Your objective:
Please print the entries below exactly, from the line with "let flagged = match" through the line with "for (i, para)", including both of those lines and leaving out all others.

Supplied data:

※ ※ ※

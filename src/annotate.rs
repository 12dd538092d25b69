use serde::{Deserialize, Serialize};

use crate::document::{split_runs, Document, Paragraph, Rgb, Run, RunStyle};
use crate::scan::Issue;

pub const ALERT_STYLE: RunStyle = RunStyle { color: Some(Rgb::ALERT), italic: false };
pub const NOTE_STYLE: RunStyle = RunStyle { color: Some(Rgb::NOTE), italic: true };

#[derive(Debug, Clone, Default, PartialEq, Eq, Serialize, Deserialize)]
pub struct AnnotationStats {
    pub applied: usize,
    /// Offsets that fell outside every paragraph, inside a locked paragraph,
    /// or in the middle of a character.
    pub skipped: Vec<usize>,
}

/// Inline advisory text appended after a flagged span.
pub fn issue_note(issue: &Issue) -> String {
    format!(" [ISSUE: {}. {}]", issue.issue, issue.suggestion)
}

/// Mark every issue in place: the matched span turns red and is followed by a
/// blue italic note. Issues are applied from the end of the text backwards so
/// earlier offsets stay valid.
pub fn annotate(doc: &mut Document, issues: &[Issue]) -> AnnotationStats {
    let mut ordered: Vec<&Issue> = issues.iter().collect();
    ordered.sort_by(|a, b| b.offset.cmp(&a.offset));

    let mut stats = AnnotationStats::default();
    for issue in ordered {
        let flagged = match locate(&doc.paragraphs, issue.offset) {
            Some((index, relative)) if !doc.paragraphs[index].locked => {
                flag_span(&mut doc.paragraphs[index], relative, issue.matched_text.len(), &issue_note(issue))
            }
            _ => false,
        };
        if flagged {
            stats.applied += 1;
        } else {
            stats.skipped.push(issue.offset);
        }
    }
    stats
}

/// Paragraph index and offset within it, counting one separator per paragraph boundary.
fn locate(paragraphs: &[Paragraph], offset: usize) -> Option<(usize, usize)> {
    let mut start = 0usize;
    for (i, para) in paragraphs.iter().enumerate() {
        let len = para.text_len();
        if start <= offset && offset < start + len {
            return Some((i, offset - start));
        }
        start += len + 1;
    }
    None
}

fn flag_span(para: &mut Paragraph, at: usize, len: usize, note: &str) -> bool {
    let text = para.text();
    if !text.is_char_boundary(at) {
        return false;
    }
    let mut end = (at + len).min(text.len());
    while !text.is_char_boundary(end) {
        end -= 1;
    }

    let runs = std::mem::take(&mut para.runs);
    let (mut out, rest) = split_runs(runs, at);
    let (_, suffix) = split_runs(rest, end - at);
    out.push(Run::styled(&text[at..end], ALERT_STYLE));
    out.push(Run::styled(note, NOTE_STYLE));
    out.extend(suffix);
    para.replace_runs(out);
    true
}
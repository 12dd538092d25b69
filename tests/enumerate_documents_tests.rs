use std::fs;
use std::path::PathBuf;

use adgm_doc_review::{enumerate_documents, EnumerateError};

#[test]
fn enumerate_documents_finds_nested_files() {
    let td = tempfile::tempdir().unwrap();
    let base = td.path();
    let formation = base.join("input/company-formation");
    fs::create_dir_all(&formation).unwrap();
    fs::write(formation.join("b-moa.docx"), b"PK").unwrap();
    fs::write(formation.join("a-aoa.docx"), b"PK").unwrap();
    fs::write(formation.join("notes.txt"), b"ignored").unwrap();

    let pattern = format!("{}/input/**/*.docx", base.display());
    let files = enumerate_documents(&pattern).expect("should find files");
    let files: Vec<PathBuf> = files.into_iter().map(|p| p.strip_prefix(base).unwrap().to_path_buf()).collect();
    assert_eq!(files.len(), 2);
    assert_eq!(files[0].to_string_lossy(), "input/company-formation/a-aoa.docx");
    assert_eq!(files[1].to_string_lossy(), "input/company-formation/b-moa.docx");
}

#[test]
fn enumerate_documents_empty_returns_error_with_guidance() {
    let td = tempfile::tempdir().unwrap();
    let pattern = format!("{}/input/**/*.docx", td.path().display());
    let err = enumerate_documents(&pattern).err().expect("should be error");
    assert_eq!(format!("{}", err), "NoFilesFound");
    let EnumerateError::NoFilesFound { guidance } = err;
    assert!(guidance.contains(&pattern));
    assert!(guidance.contains(".docx, .txt, .md"));
}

※ ※ ※

Exercise answer:
        let flagged = match locate(&doc.paragraphs, issue.offset) {
            Some((index, relative)) if !doc.paragraphs[index].locked => {
                flag_span(&mut doc.paragraphs[index], relative, issue.matched_text.len(), &issue_note(issue))
            }
            _ => false,
        };
        if flagged {
            stats.applied += 1;
        } else {
            stats.skipped.push(issue.offset);
        }
    }
    stats
}

/// Paragraph index and offset within it, counting one separator per paragraph boundary.
fn locate(paragraphs: &[Paragraph], offset: usize) -> Option<(usize, usize)> {
    let mut start = 0usize;
    for (i, para) in paragraphs.iter().enumerate() {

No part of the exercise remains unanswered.